I'm not sure what hardware you're running, but with my motherboard, to get 4x4x4x4 out of a slot requires sacrificing GPU bandwidth from x16 to x8

to get 4x NVMe drives out of a single PCIe slot without bifurcation you need a card that has it's own RAID controller. These aren't cheap (think ~$500) as they are specialty hardware, but it's a hell of a lot cheaper than a whole professional workstation or server.

[–] [email protected] 3 points 2 months ago

You don't necessarily need a raid controller, I think a pcie bridge or switch chip will work too. They're still expensive but they're significantly less than $500.

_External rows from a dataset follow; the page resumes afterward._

//! External Merge Sort
//!
//! Iterative bottom-up merge over the linked list. Each round walks the list
//! once, merging adjacent sublists of `size` nodes by relinking headers;
//! `size` starts at 1 and doubles until it covers the whole list.
//!
//! Sublists are delimited by counting nodes, never by following a chain to
//! its end, because the chain between runs is rewritten as the round
//! progresses. Every walk is bounded by the node count so a damaged or
//! cyclic chain becomes a structural error instead of a hang.

use std::cmp::Ordering;

use tracing::debug;

use crate::compare::RecordComparator;
use crate::error::{record_buffer, Result, SortError};
use crate::list::{DiskList, ListNode, NodeOffset};

/// Result of a merge sort
#[derive(Debug, Clone, Copy, PartialEq, Eq)]
pub struct SortedBounds {
    pub head: Option<NodeOffset>,
    pub tail: Option<NodeOffset>,
    pub rounds: u32,
    /// Pairs merged across all rounds
    pub merges: u64,
    pub comparisons: u64,
}

/// Sort the `node_count` nodes starting at `head`
///
/// Returns the new head and tail; the caller commits them to the metadata.
/// A list of zero or one node is returned unchanged.
pub fn merge_sort<C>(
    list: &mut DiskList,
    head: Option<NodeOffset>,
    node_count: u64,
    compare: &C,
    max_rounds: u32,
) -> Result<SortedBounds>
where
    C: RecordComparator + ?Sized,
{
    let mut bounds = SortedBounds {
        head,
        tail: head,
        rounds: 0,
        merges: 0,
        comparisons: 0,
    };
    if node_count <= 1 {
        return Ok(bounds);
    }

    let head = head.ok_or_else(|| {
        SortError::Structural(format!("list of {} nodes has no head", node_count))
    })?;
    bounds.tail = Some(find_tail(list, head, node_count)?);

    let mut bufs = MergeBuffers {
        left: record_buffer(list.record_size())?,
        right: record_buffer(list.record_size())?,
    };

    let mut current_head = head;
    let mut sublist_size: u64 = 1;

    while sublist_size < node_count {
        if bounds.rounds >= max_rounds {
            return Err(SortError::Structural(format!(
                "merge sort exceeded {} rounds with sublist size {} of {} nodes",
                max_rounds, sublist_size, node_count
            )));
        }
        bounds.rounds += 1;

        let round = merge_round(list, current_head, node_count, sublist_size, compare, &mut bufs)?;
        if round.merges == 0 {
            return Err(SortError::Structural(format!(
                "merge round {} performed no merges",
                bounds.rounds
            )));
        }

        debug!(
            round = bounds.rounds,
            sublist_size,
            merges = round.merges,
            "merge round complete"
        );

        bounds.merges += round.merges;
        bounds.comparisons += round.comparisons;
        current_head = round.head;
        bounds.tail = Some(round.tail);
        sublist_size = sublist_size.saturating_mul(2);
    }

    bounds.head = Some(current_head);
    Ok(bounds)
}

// =============================================================================
// Rounds
// =============================================================================

struct MergeBuffers {
    left: Vec<u8>,
    right: Vec<u8>,
}

struct RoundResult {
    head: NodeOffset,
    tail: NodeOffset,
    merges: u64,
    comparisons: u64,
}

/// A sorted run whose tail header matches the disk
struct Run {
    head: NodeOffset,
    tail: ListNode,
}

/// Nodes counted from a sublist start
struct Counted {
    first: ListNode,
    last: ListNode,
    len: u64,
}

fn merge_round<C>(
    list: &mut DiskList,
    head: NodeOffset,
    node_count: u64,
    sublist_size: u64,
    compare: &C,
    bufs: &mut MergeBuffers,
) -> Result<RoundResult>
where
    C: RecordComparator + ?Sized,
{
    let mut out_head: Option<NodeOffset> = None;
    let mut out_tail: Option<ListNode> = None;
    let mut position = Some(head);
    let mut visited = 0u64;
    let mut merges = 0u64;
    let mut comparisons = 0u64;

    while let Some(start) = position {
        let a = count_sublist(list, start, sublist_size, node_count - visited, node_count)?;
        visited += a.len;

        let run = match a.last.header.next {
            // No second sublist: the remainder is carried over unmerged
            None => {
                position = None;
                Run {
                    head: a.first.offset,
                    tail: a.last,
                }
            }
            Some(b_start) => {
                let b = count_sublist(list, b_start, sublist_size, node_count - visited, node_count)?;
                visited += b.len;
                position = b.last.header.next;
                merges += 1;
                merge_pair(list, (start, a.len), (b_start, b.len), compare, bufs, &mut comparisons)?
            }
        };

        match out_tail {
            None => {
                out_head = Some(run.head);
                out_tail = Some(run.tail);
            }
            Some(mut tail) => {
                let mut run_head = ListNode {
                    offset: run.head,
                    header: list.read_header(run.head)?,
                };
                list.link(&mut tail, &mut run_head)?;
                out_tail = Some(if run.tail.offset == run_head.offset {
                    run_head
                } else {
                    run.tail
                });
            }
        }
    }

    if visited != node_count {
        return Err(SortError::Structural(format!(
            "merge round visited {} nodes, list has {}",
            visited, node_count
        )));
    }

    match (out_head, out_tail) {
        (Some(head), Some(tail)) => Ok(RoundResult {
            head,
            tail: tail.offset,
            merges,
            comparisons,
        }),
        _ => Err(SortError::Structural("merge round produced an empty list".into())),
    }
}

/// Walk up to `sublist_size` nodes from `start` (header-only reads)
fn count_sublist(
    list: &mut DiskList,
    start: NodeOffset,
    sublist_size: u64,
    remaining: u64,
    node_count: u64,
) -> Result<Counted> {
    if remaining == 0 {
        return Err(SortError::Structural(format!(
            "chain continues past {} nodes at offset {}",
            node_count, start
        )));
    }

    let limit = sublist_size.min(remaining);
    let first = ListNode {
        offset: start,
        header: list.read_header(start)?,
    };

    let mut last = first;
    let mut len = 1;
    while len < limit {
        match last.header.next {
            Some(next) => {
                last = ListNode {
                    offset: next,
                    header: list.read_header(next)?,
                };
                len += 1;
            }
            None => break,
        }
    }

    Ok(Counted { first, last, len })
}

// =============================================================================
// Pair Merge
// =============================================================================

/// One input of a pair merge with its next record pre-read
struct Side {
    node: Option<ListNode>,
    /// Nodes of this side not yet read
    unread: u64,
}

impl Side {
    fn start(list: &mut DiskList, offset: NodeOffset, len: u64, buf: &mut [u8]) -> Result<Self> {
        let header = list.read_node(offset, buf)?;
        Ok(Self {
            node: Some(ListNode { offset, header }),
            unread: len - 1,
        })
    }

    /// Hand out the pre-read node and pre-read its successor if one remains
    fn take(&mut self, list: &mut DiskList, buf: &mut [u8]) -> Result<ListNode> {
        let taken = self
            .node
            .take()
            .ok_or_else(|| SortError::Structural("merge side already exhausted".into()))?;

        if self.unread > 0 {
            let next = taken.header.next.ok_or_else(|| {
                SortError::Structural(format!(
                    "sublist ends at node {} with {} nodes still expected",
                    taken.offset, self.unread
                ))
            })?;
            let header = list.read_node(next, buf)?;
            self.node = Some(ListNode { offset: next, header });
            self.unread -= 1;
        }

        Ok(taken)
    }
}

/// Merge two counted sublists into one run; ties go to the first sublist
fn merge_pair<C>(
    list: &mut DiskList,
    a: (NodeOffset, u64),
    b: (NodeOffset, u64),
    compare: &C,
    bufs: &mut MergeBuffers,
    comparisons: &mut u64,
) -> Result<Run>
where
    C: RecordComparator + ?Sized,
{
    let mut left = Side::start(list, a.0, a.1, &mut bufs.left)?;
    let mut right = Side::start(list, b.0, b.1, &mut bufs.right)?;

    let mut head: Option<NodeOffset> = None;
    let mut tail: Option<ListNode> = None;

    loop {
        let take_left = match (left.node.is_some(), right.node.is_some()) {
            (true, true) => {
                *comparisons += 1;
                compare(bufs.left.as_slice(), bufs.right.as_slice()) != Ordering::Greater
            }
            (true, false) => true,
            (false, true) => false,
            (false, false) => break,
        };

        let mut node = if take_left {
            left.take(list, &mut bufs.left)?
        } else {
            right.take(list, &mut bufs.right)?
        };
        // Successor already cached by `take`; the node becomes the run's end
        node.header.prev = None;
        node.header.next = None;

        match tail.as_mut() {
            None => {
                list.write_header(node.offset, &node.header)?;
                head = Some(node.offset);
            }
            Some(prev) => list.link(prev, &mut node)?,
        }
        tail = Some(node);
    }

    match (head, tail) {
        (Some(head), Some(tail)) => Ok(Run { head, tail }),
        _ => Err(SortError::Structural("merged an empty pair".into())),
    }
}

// =============================================================================
// Initial Traversal
// =============================================================================

/// Walk exactly `node_count` nodes and check the chain ends there
fn find_tail(list: &mut DiskList, head: NodeOffset, node_count: u64) -> Result<NodeOffset> {
    let mut current = head;
    for step in 1..node_count {
        let header = list.read_header(current)?;
        current = header.next.ok_or_else(|| {
            SortError::Structural(format!(
                "chain ends after {} of {} nodes",
                step, node_count
            ))
        })?;
    }

    if list.read_header(current)?.next.is_some() {
        return Err(SortError::Structural(format!(
            "chain continues past {} nodes",
            node_count
        )));
    }
    Ok(current)
}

[–] [email protected] 1 points 2 months ago

This sounds like a path I could take - just buying a mainboard like that and making it a NAS. Which board do you have there? If it's AM4, I could get a similar one and just reuse my old CPU.

[–] [email protected] 10 points 2 months ago

i don't think you have much options. cheapest = use gpu in x8. you could try an adapter to plug the ssd into sata port, but no idea if that would even work. just for the fun of it, i looked at my 7800x3d specs and under connectivity it states that 24 pcie lanes are usable of a total of 28, but mobo provides an additional 8 or 16 more depending on the chipset. wondering if that results in 32 or is it limited to 28...

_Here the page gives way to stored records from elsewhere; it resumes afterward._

//! Sort Module
//!
//! External sorts over a [`DiskList`]. Both algorithms hold two record
//! buffers no matter how many nodes the list has.
//!
//! ## Algorithms
//! - **Bubble**: swaps payload bytes of adjacent nodes; links never change.
//! - **Merge**: iterative bottom-up merge that relinks nodes; payloads never
//!   move. Head and tail change, so the metadata is rewritten afterwards.

mod bubble;
mod merge;
mod verify;

pub use bubble::{bubble_sort, BubbleStats};
pub use merge::{merge_sort, SortedBounds};
pub use verify::verify_sorted;

use tracing::info;

use crate::compare::RecordComparator;
use crate::config::{Config, SortAlgorithm};
use crate::error::Result;
use crate::list::DiskList;

/// Tuning shared by both algorithms
#[derive(Debug, Clone, Copy)]
pub struct SortOptions {
    /// Merge rounds allowed before the list is declared corrupt
    pub max_merge_rounds: u32,
    /// Bubble passes between progress logs (0 disables)
    pub progress_interval: u64,
}

impl Default for SortOptions {
    fn default() -> Self {
        Self {
            max_merge_rounds: 64,
            progress_interval: 100,
        }
    }
}

impl From<&Config> for SortOptions {
    fn from(config: &Config) -> Self {
        Self {
            max_merge_rounds: config.max_merge_rounds,
            progress_interval: config.bubble_progress_interval,
        }
    }
}

/// What a sort did
#[derive(Debug, Clone, Copy, PartialEq, Eq)]
pub struct SortStats {
    pub algorithm: SortAlgorithm,
    pub node_count: u64,
    /// Bubble passes or merge rounds
    pub iterations: u64,
    /// Payload swaps or pair merges
    pub moves: u64,
    pub comparisons: u64,
}

/// Sort `list` in place and commit the resulting head and tail
pub fn sort_list<C>(
    list: &mut DiskList,
    algorithm: SortAlgorithm,
    options: SortOptions,
    compare: &C,
) -> Result<SortStats>
where
    C: RecordComparator + ?Sized,
{
    let node_count = list.node_count();

    let stats = match algorithm {
        SortAlgorithm::Bubble => {
            let bubble = bubble_sort(list, compare, options.progress_interval)?;
            SortStats {
                algorithm,
                node_count,
                iterations: bubble.passes,
                moves: bubble.swaps,
                comparisons: bubble.comparisons,
            }
        }
        SortAlgorithm::Merge => {
            let head = list.head();
            let bounds = merge_sort(list, head, node_count, compare, options.max_merge_rounds)?;
            list.set_bounds(bounds.head, bounds.tail);
            list.commit()?;
            SortStats {
                algorithm,
                node_count,
                iterations: u64::from(bounds.rounds),
                moves: bounds.merges,
                comparisons: bounds.comparisons,
            }
        }
    };

    info!(
        algorithm = %algorithm,
        nodes = node_count,
        iterations = stats.iterations,
        comparisons = stats.comparisons,
        "sorted disk list"
    );
    Ok(stats)
}
//! Sorted-order check for a Record Store

use std::cmp::Ordering;

use crate::compare::RecordComparator;
use crate::error::{record_buffer, Result};
use crate::store::RecordReader;

/// Index of the first record smaller than its predecessor, or `None` if the
/// store is non-decreasing under `compare`
pub fn verify_sorted<C>(reader: &mut RecordReader, compare: &C) -> Result<Option<u64>>
where
    C: RecordComparator + ?Sized,
{
    let mut prev = record_buffer(reader.record_size())?;
    let mut current = record_buffer(reader.record_size())?;

    reader.rewind()?;
    if reader.is_empty() || !reader.read_next(&mut prev)? {
        return Ok(None);
    }

    let mut index = 1;
    while index < reader.record_count() && reader.read_next(&mut current)? {
        if compare(prev.as_slice(), current.as_slice()) == Ordering::Greater {
            return Ok(Some(index));
        }
        std::mem::swap(&mut prev, &mut current);
        index += 1;
    }
    Ok(None)
}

[–] [email protected] 8 points 2 months ago (1 children)

It’s all down to your motherboard. But the tldr is no, at least not without compromises.

The top x16 slot is almost always connected directly to the CPU. The others are limited to X8 or X4.

Your CPU has 20 lanes. 16 for the GPU, and 4 for your “main” NVME SSD. Your chipset typically has like 4 or 8 more (the very bottom slot). And you have to figure out some sort of combo where that works, and they’re not combineable. What’s worse is a lot of motherboards hard wire those extra x4 pcie lanes to the M.2 SSD slots so you get no choice.

[–] [email protected] 2 points 2 months ago (1 children)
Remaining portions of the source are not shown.